Child Nutrition Services Nondiscrimination Statements

In accordance with federal civil rights law and U.S. Department of Agriculture (USDA) civil rights regulations and policies, this institution is prohibited from discriminating on the basis of race, color, national origin, sex (including gender identity and sexual orientation), disability, age, or reprisal or retaliation for prior civil rights activity.

Program information may be made available in languages other than English. Persons with disabilities who require alternative means of communication to obtain program information (e.g., Braille, large print, audiotape, American Sign Language), should contact the responsible state or local agency that administers the program or USDA’s TARGET Center at (202) 720-2600 (voice and TTY) or contact USDA through the Federal Relay Service at (800) 877-8339.

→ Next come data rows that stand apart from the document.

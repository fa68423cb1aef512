//! Field-level redaction.
//!
//! Each schema field declares a PII level and optionally an explicit
//! redaction policy; when the policy is absent the PII level picks the
//! default. The export pipeline applies these per row.

use once_cell::sync::Lazy;
use regex::Regex;
use serde::{Deserialize, Serialize};
use serde_json::Value;
use sha2::{Digest, Sha256};

use crate::model::schema::{FieldDef, FieldMetadata, PiiLevel};
use crate::model::JsonMap;

/// Replacement text used by pattern redaction.
pub const REDACTED_MARKER: &str = "[REDACTED]";

/// Default maximum length for `truncate`.
pub const DEFAULT_TRUNCATE_LENGTH: usize = 100;

/// Built-in PII patterns: emails, SSNs, phone numbers, credit cards.
static DEFAULT_PATTERNS: Lazy<Vec<Regex>> = Lazy::new(|| {
    [
        r"[A-Za-z0-9._%+-]+@[A-Za-z0-9.-]+\.[A-Za-z]{2,}",
        r"\b\d{3}-\d{2}-\d{4}\b",
        r"\+?\d{1,2}[\s.-]?\(?\d{3}\)?[\s.-]?\d{3}[\s.-]?\d{4}",
        r"\b(?:\d[ -]?){13,16}\b",
    ]
    .iter()
    .filter_map(|p| Regex::new(p).ok())
    .collect()
});

/// How to rewrite a field value before it leaves the service.
#[derive(Debug, Clone, PartialEq, Serialize, Deserialize)]
#[serde(tag = "kind", rename_all = "snake_case")]
pub enum RedactionPolicy {
    /// Identity.
    Preserve,
    /// Replace any value with null.
    Strip,
    /// Truncate strings to `max_length`; non-strings pass through.
    Truncate {
        #[serde(default = "default_truncate_length")]
        max_length: usize,
    },
    /// SHA-256 hex of the UTF-8 stringified value, optionally salted.
    Hash {
        #[serde(default, skip_serializing_if = "Option::is_none")]
        salt: Option<String>,
    },
    /// Pattern-based redaction for strings; `None` uses the built-in set.
    RegexRedact {
        #[serde(default, skip_serializing_if = "Option::is_none")]
        patterns: Option<Vec<String>>,
    },
}

fn default_truncate_length() -> usize {
    DEFAULT_TRUNCATE_LENGTH
}

impl RedactionPolicy {
    /// Default policy for a PII level.
    pub fn default_for(pii: PiiLevel) -> RedactionPolicy {
        match pii {
            PiiLevel::None => RedactionPolicy::Preserve,
            PiiLevel::Possible => RedactionPolicy::Truncate {
                max_length: DEFAULT_TRUNCATE_LENGTH,
            },
            PiiLevel::Likely | PiiLevel::Definite => RedactionPolicy::Strip,
        }
    }

    /// The policy a field's metadata resolves to.
    pub fn effective(metadata: &FieldMetadata) -> RedactionPolicy {
        metadata
            .redaction_policy
            .clone()
            .unwrap_or_else(|| RedactionPolicy::default_for(metadata.pii))
    }

    /// Apply this policy to one value.
    pub fn apply(&self, value: &Value) -> Value {
        match self {
            RedactionPolicy::Preserve => value.clone(),
            RedactionPolicy::Strip => Value::Null,
            RedactionPolicy::Truncate { max_length } => match value {
                Value::String(s) => {
                    Value::String(s.chars().take(*max_length).collect::<String>())
                }
                other => other.clone(),
            },
            RedactionPolicy::Hash { salt } => {
                let rendered = stringify(value);
                let mut hasher = Sha256::new();
                if let Some(salt) = salt {
                    hasher.update(salt.as_bytes());
                }
                hasher.update(rendered.as_bytes());
                Value::String(hex::encode(hasher.finalize()))
            }
            RedactionPolicy::RegexRedact { patterns } => match value {
                Value::String(s) => Value::String(redact_patterns(s, patterns.as_deref())),
                other => other.clone(),
            },
        }
    }
}

/// Export redaction mode.
#[derive(Debug, Clone, Copy, PartialEq, Eq, Default, Serialize, Deserialize)]
#[serde(rename_all = "snake_case")]
pub enum RedactionMode {
    /// Raw payloads.
    #[default]
    None,
    /// Apply each field's declared policy.
    Automatic,
    /// Strip any field whose PII level is not `none`, regardless of its
    /// declared policy.
    Aggressive,
}

/// Redact a payload according to the schema definition and mode.
///
/// Payload keys without a schema field pass through unchanged; the
/// validator already rejects them at submission time.
pub fn redact_payload(definition: &[FieldDef], payload: &JsonMap, mode: RedactionMode) -> JsonMap {
    match mode {
        RedactionMode::None => payload.clone(),
        RedactionMode::Automatic => payload
            .iter()
            .map(|(key, value)| {
                let redacted = match definition.iter().find(|f| &f.name == key) {
                    Some(field) => RedactionPolicy::effective(&field.metadata).apply(value),
                    None => value.clone(),
                };
                (key.clone(), redacted)
            })
            .collect(),
        RedactionMode::Aggressive => payload
            .iter()
            .map(|(key, value)| {
                let redacted = match definition.iter().find(|f| &f.name == key) {
                    Some(field) if field.metadata.pii != PiiLevel::None => Value::Null,
                    Some(field) => RedactionPolicy::effective(&field.metadata).apply(value),
                    None => value.clone(),
                };
                (key.clone(), redacted)
            })
            .collect(),
    }
}

fn stringify(value: &Value) -> String {
    match value {
        Value::String(s) => s.clone(),
        other => other.to_string(),
    }
}

fn redact_patterns(input: &str, patterns: Option<&[String]>) -> String {
    match patterns {
        None => {
            let mut out = input.to_string();
            for pattern in DEFAULT_PATTERNS.iter() {
                out = pattern.replace_all(&out, REDACTED_MARKER).into_owned();
            }
            out
        }
        Some(custom) => {
            let mut out = input.to_string();
            for raw in custom {
                match Regex::new(raw) {
                    Ok(pattern) => {
                        out = pattern.replace_all(&out, REDACTED_MARKER).into_owned();
                    }
                    Err(err) => {
                        tracing::warn!(pattern = %raw, %err, "skipping invalid redaction pattern");
                    }
                }
            }
            out
        }
    }
}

To file a program discrimination complaint, a Complainant should complete a Form AD-3027, USDA Program Discrimination Complaint Form which can be obtained online at: https://www.usda.gov/sites/default/files/documents/USDA-OASCR%20P-Complaint-Form-0508-0002-508-11-28-17Fax2Mail.pdf, from any USDA office, by calling (866) 632-9992, or by writing a letter addressed to USDA. 

The letter must contain the complainant’s name, address, telephone number, and a written description of the alleged discriminatory action in sufficient detail to inform the Assistant Secretary for Civil Rights (ASCR) about the nature and date of an alleged civil rights violation. The completed AD-3027 form or letter must be submitted to USDA by:

  • Mail:
    U.S. Department of Agriculture
    Office of the Assistant Secretary for Civil Rights
    1400 Independence Avenue, SW
    Washington, D.C. 20250-9410; or
  • Fax:
    (833) 256-1665 or (202) 690-7442; or
  • Email:
    program.intake@usda.gov

This institution is an equal opportunity provider.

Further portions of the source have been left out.